(Foto: Divulgação /Secom)
Manaus (AM) – O governador Wilson Lima (União Brasil) está prestes a encerrar sua passagem pelo Governo do Amazonas deixando uma herança pesada: R$ 17,631 bilhões em empréstimos contratados ao longo de seus dois mandatos, em operações firmadas em reais e em dólares, estas últimas convertidas para a moeda nacional.
O volume coloca o Estado em um patamar inédito de endividamento e acende um alerta sobre o futuro das finanças públicas.
Levantamento mostra que apenas no segundo mandato Wilson Lima enviou 12 pedidos de financiamento à Assembleia Legislativa do Amazonas (ALE-AM), muitos deles em regime de urgência, com pouca transparência sobre a destinação real dos recursos e justificativas genéricas de “modernização”, “equilíbrio fiscal” e “eficiência administrativa”.
O caso mais recente ilustra bem esse padrão. No último dia 9, o governador encaminhou à ALE-AM o Projeto de Lei Ordinária nº 1054/2025, solicitando autorização para contratar US$ 60 milhões (cerca de R$ 327 milhões) junto ao Banco Internacional para Reconstrução e Desenvolvimento (BIRD). O pedido tramita em regime de urgência e pode ser votado antes mesmo do recesso parlamentar.
Apesar do valor expressivo, o projeto não detalha como o dinheiro será aplicado. Limita-se a enquadrar a operação no programa Progestão, com promessas vagas de “racionalização das despesas”, “sustentabilidade fiscal” e “modernização da gestão”.
A justificativa fala em criar “espaço fiscal” para áreas prioritárias como saúde e educação, um discurso repetido à exaustão, mas que pouco se reflete na realidade dos serviços públicos do estado.
Sem freio
Desde 2023, o governo Wilson Lima emplacou uma verdadeira avalanche de financiamentos. Em agosto daquele ano, contratou US$ 87,5 milhões (R$ 455 milhões) com o BID para o PROSAI Parintins.

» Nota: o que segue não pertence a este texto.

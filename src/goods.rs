use std::{
    collections::HashMap,
    sync::{Arc, Mutex, MutexGuard},
};

use serde::Serialize;
use thiserror::Error;
use tracing::debug;
use uuid::Uuid;

use crate::{user::UserId, wallet::Amount};

pub type GoodsId = Uuid;

#[derive(Debug, Error)]
pub enum GoodsError {
    #[error("Goods name is required")]
    MissingName,
    #[error("Cost must be positive, got {0}")]
    InvalidCost(Amount),
    #[error("Goods {0} not found")]
    NotFound(GoodsId),
}

/// Something a user sells. Payment goes to the owner's default wallet.
#[derive(Debug, Clone, Serialize)]
#[serde(rename_all = "camelCase")]
pub struct Goods {
    id: GoodsId,
    #[serde(skip)]
    owner: UserId,
    name: String,
    cost: Amount,
}

impl Goods {
    pub fn id(&self) -> GoodsId {
        self.id
    }

    pub fn owner(&self) -> UserId {
        self.owner
    }

    pub fn name(&self) -> &str {
        &self.name
    }

    pub fn cost(&self) -> Amount {
        self.cost
    }
}

#[derive(Default)]
pub struct GoodsCatalog {
    by_id: Mutex<HashMap<GoodsId, Arc<Goods>>>,
}

impl GoodsCatalog {
    fn by_id(&self) -> MutexGuard<'_, HashMap<GoodsId, Arc<Goods>>> {
        self.by_id
            .lock()
            .unwrap_or_else(|poisoned| poisoned.into_inner())
    }

    pub fn create(
        &self,
        owner: UserId,
        name: &str,
        cost: Amount,
    ) -> Result<Arc<Goods>, GoodsError> {
        let name = name.trim();
        if name.is_empty() {
            return Err(GoodsError::MissingName);
        }
        if cost <= 0 {
            return Err(GoodsError::InvalidCost(cost));
        }
        let goods = Arc::new(Goods {
            id: Uuid::new_v4(),
            owner,
            name: name.to_string(),
            cost,
        });
        self.by_id().insert(goods.id, Arc::clone(&goods));
        debug!(goods_id = %goods.id, owner = %owner, name, cost, "goods created");
        Ok(goods)
    }

    pub fn get(&self, id: GoodsId) -> Result<Arc<Goods>, GoodsError> {
        self.by_id()
            .get(&id)
            .cloned()
            .ok_or(GoodsError::NotFound(id))
    }

    pub fn remove(&self, id: GoodsId) -> Option<Arc<Goods>> {
        self.by_id().remove(&id)
    }

    /// Goods of one owner, ordered by name.
    pub fn by_owner(&self, owner: UserId) -> Vec<Arc<Goods>> {
        let mut goods: Vec<_> = self
            .by_id()
            .values()
            .filter(|g| g.owner == owner)
            .cloned()
            .collect();
        goods.sort_by(|a, b| a.name.cmp(&b.name));
        goods
    }

    pub fn find(&self, owner: UserId, name: &str) -> Option<Arc<Goods>> {
        self.by_id()
            .values()
            .find(|g| g.owner == owner && g.name == name.trim())
            .cloned()
    }
}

Dois meses depois, pediu R$ 220 milhões ao Banco do Brasil para o PROHABIS. Em novembro, vieram mais R$ 1,5 bilhão para o PRODECAP VI e US$ 200 milhões (R$ 1,04 bilhão) para o Pró-Sustentável II.
O ritmo não diminuiu. Em dezembro de 2023, o governo contratou US$ 100 milhões (R$ 520 milhões) para o PADEAM II.
Já em 2024, num único movimento, fechou R$ 3 bilhões com o Banco do Brasil para o PRODECAP VIII e IX e US$ 585 milhões (R$ 3,042 bilhões) com o IBRD para o Pró-Sustentável III, sob o argumento de reestruturar dívidas e melhorar o fluxo de caixa — na prática, trocar dívida velha por dívida nova.
Ainda em dezembro de 2024, mais R$ 3 bilhões foram solicitados para o PROHABCAP 2025 e 2026. Em 2025, o governo voltou ao IBRD para contratar US$ 585 milhões (R$ 3,042 bilhões), novamente sem detalhar a destinação. Em novembro, vieram mais R$ 1,5 bilhão para o PROHABISCAP e, agora, os US$ 60 milhões para o Progestão.
Quem paga é o próximo governo
Somados, os empréstimos contratados em reais alcançam R$ 9,22 bilhões. Já os financiamentos em dólares, convertidos para a moeda nacional, chegam a R$ 8,411 bilhões. O total: R$ 17,631 bilhões comprometidos, que recaem diretamente sobre o futuro do Amazonas.
O problema não é apenas o tamanho da dívida, mas a falta de clareza sobre os resultados concretos. Enquanto o governo amplia o endividamento em nome da “eficiência” e da “modernização”, áreas essenciais seguem enfrentando crises recorrentes na saúde, na educação e na infraestrutura.
O discurso fiscal contrasta com a prática de empilhar empréstimos sucessivos, muitos deles aprovados a toque de caixa pela base aliada na ALE-AM.
Com a possibilidade real de Wilson Lima deixar o cargo para disputar uma vaga no Senado em 2026, a conta fica para o sucessor.
Uma dívida bilionária, contratos de longo prazo e pouco espaço fiscal formam o legado financeiro de um governo que apostou pesado no crédito externo e interno, mas deixou dúvidas profundas sobre responsabilidade, transparência e prioridade no uso do dinheiro público.